#### Material shown
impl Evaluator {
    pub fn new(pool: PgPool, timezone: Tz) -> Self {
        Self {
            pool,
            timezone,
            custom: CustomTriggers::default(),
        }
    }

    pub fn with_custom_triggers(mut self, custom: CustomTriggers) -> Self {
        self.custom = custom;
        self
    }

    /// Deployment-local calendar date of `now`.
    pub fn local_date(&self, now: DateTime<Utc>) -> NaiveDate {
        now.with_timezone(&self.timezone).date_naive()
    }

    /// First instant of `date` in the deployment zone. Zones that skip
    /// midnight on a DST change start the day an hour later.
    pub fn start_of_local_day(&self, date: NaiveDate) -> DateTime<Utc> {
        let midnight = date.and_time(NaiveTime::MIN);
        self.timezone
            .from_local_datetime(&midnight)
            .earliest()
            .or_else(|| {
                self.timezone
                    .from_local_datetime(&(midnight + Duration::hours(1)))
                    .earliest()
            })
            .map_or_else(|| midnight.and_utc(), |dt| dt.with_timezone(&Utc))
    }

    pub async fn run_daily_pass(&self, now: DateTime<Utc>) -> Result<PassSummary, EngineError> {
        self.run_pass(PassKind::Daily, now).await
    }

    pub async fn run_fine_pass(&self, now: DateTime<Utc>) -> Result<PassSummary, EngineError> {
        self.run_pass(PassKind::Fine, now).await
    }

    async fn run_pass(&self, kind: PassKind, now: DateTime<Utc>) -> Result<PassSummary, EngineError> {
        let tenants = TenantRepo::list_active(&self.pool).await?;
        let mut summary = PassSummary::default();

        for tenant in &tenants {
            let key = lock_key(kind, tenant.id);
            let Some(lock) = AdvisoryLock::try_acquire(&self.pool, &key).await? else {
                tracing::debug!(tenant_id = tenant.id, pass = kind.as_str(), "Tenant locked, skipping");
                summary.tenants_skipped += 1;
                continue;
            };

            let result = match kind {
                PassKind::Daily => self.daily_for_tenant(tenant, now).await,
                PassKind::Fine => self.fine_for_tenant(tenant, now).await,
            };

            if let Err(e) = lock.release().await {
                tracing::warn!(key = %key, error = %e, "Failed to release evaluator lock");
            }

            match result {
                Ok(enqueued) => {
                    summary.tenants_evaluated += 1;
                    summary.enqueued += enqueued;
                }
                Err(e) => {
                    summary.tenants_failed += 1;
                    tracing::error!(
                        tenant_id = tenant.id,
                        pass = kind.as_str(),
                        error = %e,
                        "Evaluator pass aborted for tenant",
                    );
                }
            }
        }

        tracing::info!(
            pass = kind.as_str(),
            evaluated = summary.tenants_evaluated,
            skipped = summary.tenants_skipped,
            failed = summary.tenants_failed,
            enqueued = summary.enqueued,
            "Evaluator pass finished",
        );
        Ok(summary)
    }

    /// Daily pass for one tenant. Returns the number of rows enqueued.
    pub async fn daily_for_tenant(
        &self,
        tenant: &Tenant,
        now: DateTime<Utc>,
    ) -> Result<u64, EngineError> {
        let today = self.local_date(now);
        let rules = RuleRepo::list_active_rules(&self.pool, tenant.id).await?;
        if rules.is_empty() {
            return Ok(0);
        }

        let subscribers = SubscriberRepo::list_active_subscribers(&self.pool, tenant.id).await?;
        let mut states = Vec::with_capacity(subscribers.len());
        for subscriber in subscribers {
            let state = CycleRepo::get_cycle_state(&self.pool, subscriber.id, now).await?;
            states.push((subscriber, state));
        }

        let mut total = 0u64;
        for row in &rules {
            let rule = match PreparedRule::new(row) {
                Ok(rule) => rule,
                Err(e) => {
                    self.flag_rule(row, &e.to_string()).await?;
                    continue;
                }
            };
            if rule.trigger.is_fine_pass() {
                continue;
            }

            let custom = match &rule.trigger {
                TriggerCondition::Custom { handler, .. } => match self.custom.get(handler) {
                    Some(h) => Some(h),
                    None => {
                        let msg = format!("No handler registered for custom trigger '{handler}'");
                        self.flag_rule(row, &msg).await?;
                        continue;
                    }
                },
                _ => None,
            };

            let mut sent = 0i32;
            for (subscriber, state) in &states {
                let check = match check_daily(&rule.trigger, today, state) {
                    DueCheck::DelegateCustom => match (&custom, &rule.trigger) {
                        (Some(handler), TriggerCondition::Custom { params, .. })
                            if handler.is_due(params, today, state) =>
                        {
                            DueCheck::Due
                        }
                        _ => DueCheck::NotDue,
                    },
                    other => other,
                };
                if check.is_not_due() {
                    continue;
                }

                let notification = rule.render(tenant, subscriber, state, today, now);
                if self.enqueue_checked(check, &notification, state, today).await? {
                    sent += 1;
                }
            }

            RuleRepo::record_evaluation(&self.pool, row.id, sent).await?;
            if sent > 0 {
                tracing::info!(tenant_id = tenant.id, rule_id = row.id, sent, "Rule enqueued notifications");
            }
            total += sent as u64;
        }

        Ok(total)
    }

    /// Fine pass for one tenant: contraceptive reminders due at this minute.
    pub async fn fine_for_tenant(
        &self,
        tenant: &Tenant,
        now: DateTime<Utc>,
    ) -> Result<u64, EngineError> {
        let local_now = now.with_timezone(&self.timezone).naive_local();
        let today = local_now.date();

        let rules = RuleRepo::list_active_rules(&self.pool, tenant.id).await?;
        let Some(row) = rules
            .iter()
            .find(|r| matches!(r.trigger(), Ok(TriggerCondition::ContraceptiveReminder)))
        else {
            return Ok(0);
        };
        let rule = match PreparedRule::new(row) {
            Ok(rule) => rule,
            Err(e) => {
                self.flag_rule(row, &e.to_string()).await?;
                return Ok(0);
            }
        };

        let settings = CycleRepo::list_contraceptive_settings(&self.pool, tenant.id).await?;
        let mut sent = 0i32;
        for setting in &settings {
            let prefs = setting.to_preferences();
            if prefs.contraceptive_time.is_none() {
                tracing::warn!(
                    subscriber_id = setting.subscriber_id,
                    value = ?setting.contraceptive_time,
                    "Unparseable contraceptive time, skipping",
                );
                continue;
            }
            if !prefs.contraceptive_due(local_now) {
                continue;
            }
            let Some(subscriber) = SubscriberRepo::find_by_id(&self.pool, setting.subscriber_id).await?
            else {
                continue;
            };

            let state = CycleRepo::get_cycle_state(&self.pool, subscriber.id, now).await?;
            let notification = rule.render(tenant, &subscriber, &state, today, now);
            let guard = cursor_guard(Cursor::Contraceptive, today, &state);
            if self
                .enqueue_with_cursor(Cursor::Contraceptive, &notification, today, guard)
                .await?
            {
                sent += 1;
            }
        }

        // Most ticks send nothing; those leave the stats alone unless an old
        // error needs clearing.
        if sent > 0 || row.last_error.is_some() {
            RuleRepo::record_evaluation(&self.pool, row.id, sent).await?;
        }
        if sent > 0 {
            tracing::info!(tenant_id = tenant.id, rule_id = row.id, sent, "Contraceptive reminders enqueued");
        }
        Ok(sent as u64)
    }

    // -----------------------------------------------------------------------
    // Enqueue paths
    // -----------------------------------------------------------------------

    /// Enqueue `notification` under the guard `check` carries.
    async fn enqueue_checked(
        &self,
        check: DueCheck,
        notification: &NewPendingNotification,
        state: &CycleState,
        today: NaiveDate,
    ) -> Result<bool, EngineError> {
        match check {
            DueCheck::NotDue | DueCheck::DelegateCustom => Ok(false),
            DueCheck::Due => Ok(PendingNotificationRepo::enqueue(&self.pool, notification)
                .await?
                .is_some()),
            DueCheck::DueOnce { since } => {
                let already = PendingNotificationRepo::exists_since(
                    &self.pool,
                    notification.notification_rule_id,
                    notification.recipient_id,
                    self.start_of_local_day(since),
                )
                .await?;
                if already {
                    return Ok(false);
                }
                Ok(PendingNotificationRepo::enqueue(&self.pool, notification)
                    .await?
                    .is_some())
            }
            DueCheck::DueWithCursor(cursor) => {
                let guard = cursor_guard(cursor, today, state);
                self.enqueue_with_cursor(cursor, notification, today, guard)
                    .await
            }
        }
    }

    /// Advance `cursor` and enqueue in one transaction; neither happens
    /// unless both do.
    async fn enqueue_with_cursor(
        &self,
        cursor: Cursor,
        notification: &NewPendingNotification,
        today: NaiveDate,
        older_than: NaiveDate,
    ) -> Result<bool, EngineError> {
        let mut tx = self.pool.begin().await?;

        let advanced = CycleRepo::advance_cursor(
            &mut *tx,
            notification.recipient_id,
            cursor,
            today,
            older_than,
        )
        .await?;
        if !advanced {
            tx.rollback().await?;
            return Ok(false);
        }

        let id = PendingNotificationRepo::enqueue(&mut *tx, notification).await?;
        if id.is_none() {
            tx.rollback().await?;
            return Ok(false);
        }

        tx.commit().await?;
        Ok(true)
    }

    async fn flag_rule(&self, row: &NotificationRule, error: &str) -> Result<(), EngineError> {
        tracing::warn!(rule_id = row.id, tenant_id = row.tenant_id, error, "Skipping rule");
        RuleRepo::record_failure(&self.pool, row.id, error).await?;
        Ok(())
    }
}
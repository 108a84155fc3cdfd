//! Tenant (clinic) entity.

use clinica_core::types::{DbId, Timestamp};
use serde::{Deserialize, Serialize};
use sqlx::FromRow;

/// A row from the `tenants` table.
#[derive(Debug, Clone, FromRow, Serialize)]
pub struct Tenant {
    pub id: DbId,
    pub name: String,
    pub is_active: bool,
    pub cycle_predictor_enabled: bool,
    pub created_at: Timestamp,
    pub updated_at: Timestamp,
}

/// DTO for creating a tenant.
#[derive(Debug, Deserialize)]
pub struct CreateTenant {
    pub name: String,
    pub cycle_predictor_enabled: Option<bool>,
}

#### How to complete this task
The answer must consist of every line in the records above that contains the word "rules".

#### Answer below
        let rules = RuleRepo::list_active_rules(&self.pool, tenant.id).await?;
        if rules.is_empty() {
        for row in &rules {
        let rules = RuleRepo::list_active_rules(&self.pool, tenant.id).await?;
        let Some(row) = rules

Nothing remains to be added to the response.